Financial Advantage Services, Inc

Financial Advantage Services, Inc Full-service office for financial and insurance services. Securities are offered through Peak Brokerage Services, LLC, Member FINRA/SIPC.

We specialize in: Mutual Funds, Fixed Annuities, Fixed Index Annuities & Variable Annuities, along with all types of Life Insurance Financial Advantage Services, Inc is a separate and independent entity from Peak Brokerage Services, LLC.

10/13/2025

Underneath the Noise, Budget Deficit Progress!

Date: 10/13/2025

Over the past two and one-half decades, the federal government has buried taxpayers under a mountain of debt, now approaching $38 trillion.

During this time, the key problem has been spending, not a lack of tax revenue. Over the past 25 years, taxes have remained relatively stable as a share of GDP, while spending continued to rise. We estimate that spending was 23.2% of GDP in the year ending September 30 (Fiscal Year 2025) versus 17.7% in 2000. In other words, the reason we have a debt problem is because we have a spending problem.

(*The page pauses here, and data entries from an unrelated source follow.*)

use thiserror::Error;

use crate::parse::ParseError;
use crate::CatalogError;

/// Unified error type covering parsing, catalog validation, and I/O.
///
/// Returned by convenience methods like
/// [`GroupCatalog::from_dsl()`](crate::GroupCatalog::from_dsl) and
/// [`GroupCatalog::from_file()`](crate::GroupCatalog::from_file).
#[derive(Debug, Error)]
pub enum TsGroupError {
    #[error(transparent)]
    Parse(#[from] ParseError),

    #[error(transparent)]
    Catalog(#[from] CatalogError),

    #[error(transparent)]
    Io(#[from] std::io::Error),

    #[cfg(feature = "binary-cache")]
    #[error(transparent)]
    Serialize(#[from] crate::serial::SerializeError),

    #[cfg(feature = "binary-cache")]
    #[error(transparent)]
    Deserialize(#[from] crate::serial::DeserializeError),
}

That’s the bad news, and it means policymakers still have a very long way to go before we can claim our fiscal house is in order. But just because the overall budget picture remains bleak doesn’t mean we shouldn’t recognize improvements when they happen, and there is some progress.

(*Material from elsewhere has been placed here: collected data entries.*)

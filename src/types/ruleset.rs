use std::fmt;

use crate::pattern::WildcardPattern;

use super::dimension::{Dimension, Granularity, MemberType};
use super::error::PatternCompileError;
use super::group::{GroupDefinition, SiteKey};
use super::match_report::MatchReport;
use super::tsid::TsIdentifier;

/// Limits handed to the regex engine when compiling member specs.
#[derive(Debug, Clone, Copy, PartialEq, Eq)]
pub struct CompileOptions {
    /// Approximate size limit, in bytes, of one compiled pattern.
    pub size_limit: usize,
    /// Size limit, in bytes, of the lazy DFA cache of one pattern.
    pub dfa_size_limit: usize,
}

impl Default for CompileOptions {
    fn default() -> Self {
        Self {
            size_limit: 10 * (1 << 20),
            dfa_size_limit: 2 * (1 << 20),
        }
    }
}

/// Full, base and sub pattern lists for one dimension.
#[derive(Debug, Clone, Default)]
pub(crate) struct PatternTiers {
    pub(crate) full: Vec<WildcardPattern>,
    pub(crate) base: Vec<WildcardPattern>,
    pub(crate) sub: Vec<WildcardPattern>,
}

impl PatternTiers {
    pub(crate) fn is_empty(&self) -> bool {
        self.full.is_empty() && self.base.is_empty() && self.sub.is_empty()
    }

    pub(crate) fn tier(&self, granularity: Granularity) -> &[WildcardPattern] {
        match granularity {
            Granularity::Full => &self.full,
            Granularity::Base => &self.base,
            Granularity::Sub => &self.sub,
        }
    }

    pub(crate) fn tier_mut(&mut self, granularity: Granularity) -> &mut Vec<WildcardPattern> {
        match granularity {
            Granularity::Full => &mut self.full,
            Granularity::Base => &mut self.base,
            Granularity::Sub => &mut self.sub,
        }
    }

    fn len(&self) -> usize {
        self.full.len() + self.base.len() + self.sub.len()
    }
}

/// The compiled, immutable membership rules of one group.
///
/// Built once per group definition; evaluated any number of times, from any
/// number of threads. Literal values are stored upper-cased.
#[derive(Debug, Clone, Default)]
pub struct CompiledRuleSet {
    pub(crate) name: String,
    pub(crate) site_ids: Vec<SiteKey>,
    pub(crate) data_type_codes: Vec<String>,
    pub(crate) location: PatternTiers,
    pub(crate) param: PatternTiers,
    pub(crate) version: PatternTiers,
    pub(crate) param_types: Vec<String>,
    pub(crate) intervals: Vec<String>,
    pub(crate) durations: Vec<String>,
    pub(crate) errors: Vec<PatternCompileError>,
}

impl CompiledRuleSet {
    /// Compile a group definition with default options.
    ///
    /// Specs that fail to compile are logged, dropped, and kept in
    /// [`errors()`](Self::errors).
    #[must_use]
    pub fn build(definition: &GroupDefinition) -> Self {
        Self::build_with(definition, &CompileOptions::default())
    }

    #[must_use]
    pub fn build_with(definition: &GroupDefinition, options: &CompileOptions) -> Self {
        crate::compile::build(definition, options)
    }

    /// Whether the candidate is a member of this group.
    ///
    /// A group with no configured dimension matches nothing.
    #[must_use]
    pub fn matches<T: TsIdentifier + ?Sized>(&self, candidate: &T) -> bool {
        crate::evaluate::matches(self, candidate)
    }

    /// Evaluate with per-dimension diagnostics.
    pub fn matches_detailed<T: TsIdentifier + ?Sized>(&self, candidate: &T) -> MatchReport {
        crate::evaluate::matches_detailed(self, candidate)
    }

    /// Name of the group these rules were compiled from.
    #[must_use]
    pub fn name(&self) -> &str {
        &self.name
    }

    /// Specs that were dropped because they could not be compiled.
    #[must_use]
    pub fn errors(&self) -> &[PatternCompileError] {
        &self.errors
    }

    /// The compiled patterns for one wildcard member type, in definition order.
    /// Literal member types have no patterns.
    #[must_use]
    pub fn patterns(&self, member_type: MemberType) -> &[WildcardPattern] {
        match member_type.dimension() {
            Dimension::Location => self.location.tier(member_type.granularity()),
            Dimension::Param => self.param.tier(member_type.granularity()),
            Dimension::Version => self.version.tier(member_type.granularity()),
            Dimension::ParamType | Dimension::Interval | Dimension::Duration => &[],
        }
    }

    /// Whether a dimension imposes any constraint.
    #[must_use]
    pub fn is_configured(&self, dim: Dimension) -> bool {
        match dim {
            Dimension::Location => !self.site_ids.is_empty() || !self.location.is_empty(),
            Dimension::Param => !self.data_type_codes.is_empty() || !self.param.is_empty(),
            Dimension::ParamType => !self.param_types.is_empty(),
            Dimension::Interval => !self.intervals.is_empty(),
            Dimension::Duration => !self.durations.is_empty(),
            Dimension::Version => !self.version.is_empty(),
        }
    }

    /// Dimensions that impose a constraint, in evaluation order.
    #[must_use]
    pub fn configured_dimensions(&self) -> Vec<Dimension> {
        Dimension::ALL
            .into_iter()
            .filter(|&d| self.is_configured(d))
            .collect()
    }

    /// True when no dimension is configured. Such a group matches nothing.
    #[must_use]
    pub fn is_unconstrained(&self) -> bool {
        !Dimension::ALL.into_iter().any(|d| self.is_configured(d))
    }

    fn pattern_count(&self) -> usize {
        self.location.len() + self.param.len() + self.version.len()
    }

    fn literal_count(&self) -> usize {
        self.site_ids.len()
            + self.data_type_codes.len()
            + self.param_types.len()
            + self.intervals.len()
            + self.durations.len()
    }
}

impl fmt::Display for CompiledRuleSet {
    fn fmt(&self, f: &mut fmt::Formatter<'_>) -> fmt::Result {
        write!(
            f,
            "CompiledRuleSet('{}': {} patterns, {} literals, {} errors)",
            self.name,
            self.pattern_count(),
            self.literal_count(),
            self.errors.len(),
        )
    }
}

The Congressional Budget Office recently estimated that the budget deficit for the year that ended on September 30 (FY 2025) came in at $1.809 trillion, slightly smaller than the $1.817 trillion of FY 2024. Although that’s only an improvement of $8 billion in dollar terms, there are reasons for at least some modest hope on the deficit.

First, we project that nominal GDP grew 4.8% in FY 2025, which means that even if the deficit remained roughly the same in dollar terms, it declined relative to GDP. After clocking in at 6.3% of GDP in FY 2024, it looks like it was 6.0% in FY 2025. That may seem like only a minor improvement, just 0.3 percentage points of GDP, but it’s a shift from the expansion of the deficit in the prior two years. It’s movement in the right direction.

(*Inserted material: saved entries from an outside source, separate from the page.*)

mod compile;
mod error;
mod evaluate;
pub mod parse;
pub mod pattern;
#[cfg(feature = "binary-cache")]
pub mod serial;
mod types;

pub use error::TsGroupError;
pub use pattern::WildcardPattern;
pub use types::{
    split_base_sub, CatalogError, Combine, CompileOptions, CompiledCatalog, CompiledRuleSet,
    DataTypeKey, DataTypeRef, Dimension, Granularity, GroupCatalog, GroupDefinition, GroupMember,
    MatchPath, MatchReport, MemberType, PatternCompileError, Rejection, SiteKey, SubgroupRef,
    TsId, TsIdError, TsIdentifier, UnknownMemberType,
};

#[cfg(feature = "binary-cache")]
pub use serial::{DeserializeError, SerializeError};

Second, the decline in the deficit this past year would have been larger were it not for a calendar-related issue. In particular, two years ago (in 2023), October 1st fell on a Sunday, and so $72 billion in federal payments (spending) that normally would have been made that day were instead made on Friday, September 29, 2023. That shift changed the budget math because September 29 was still in FY 2023. This artificially held down official spending in FY 202,4, making the deficit appear smaller than it really was. In addition, due to natural disasters in 2023, some taxpayers were allowed to postpone tax payments. This boosted revenue in FY 2024 by about $70 billion. In other words, the actual reduction in the deficit for FY 2025 was really closer to $150 billion, not $8 billion.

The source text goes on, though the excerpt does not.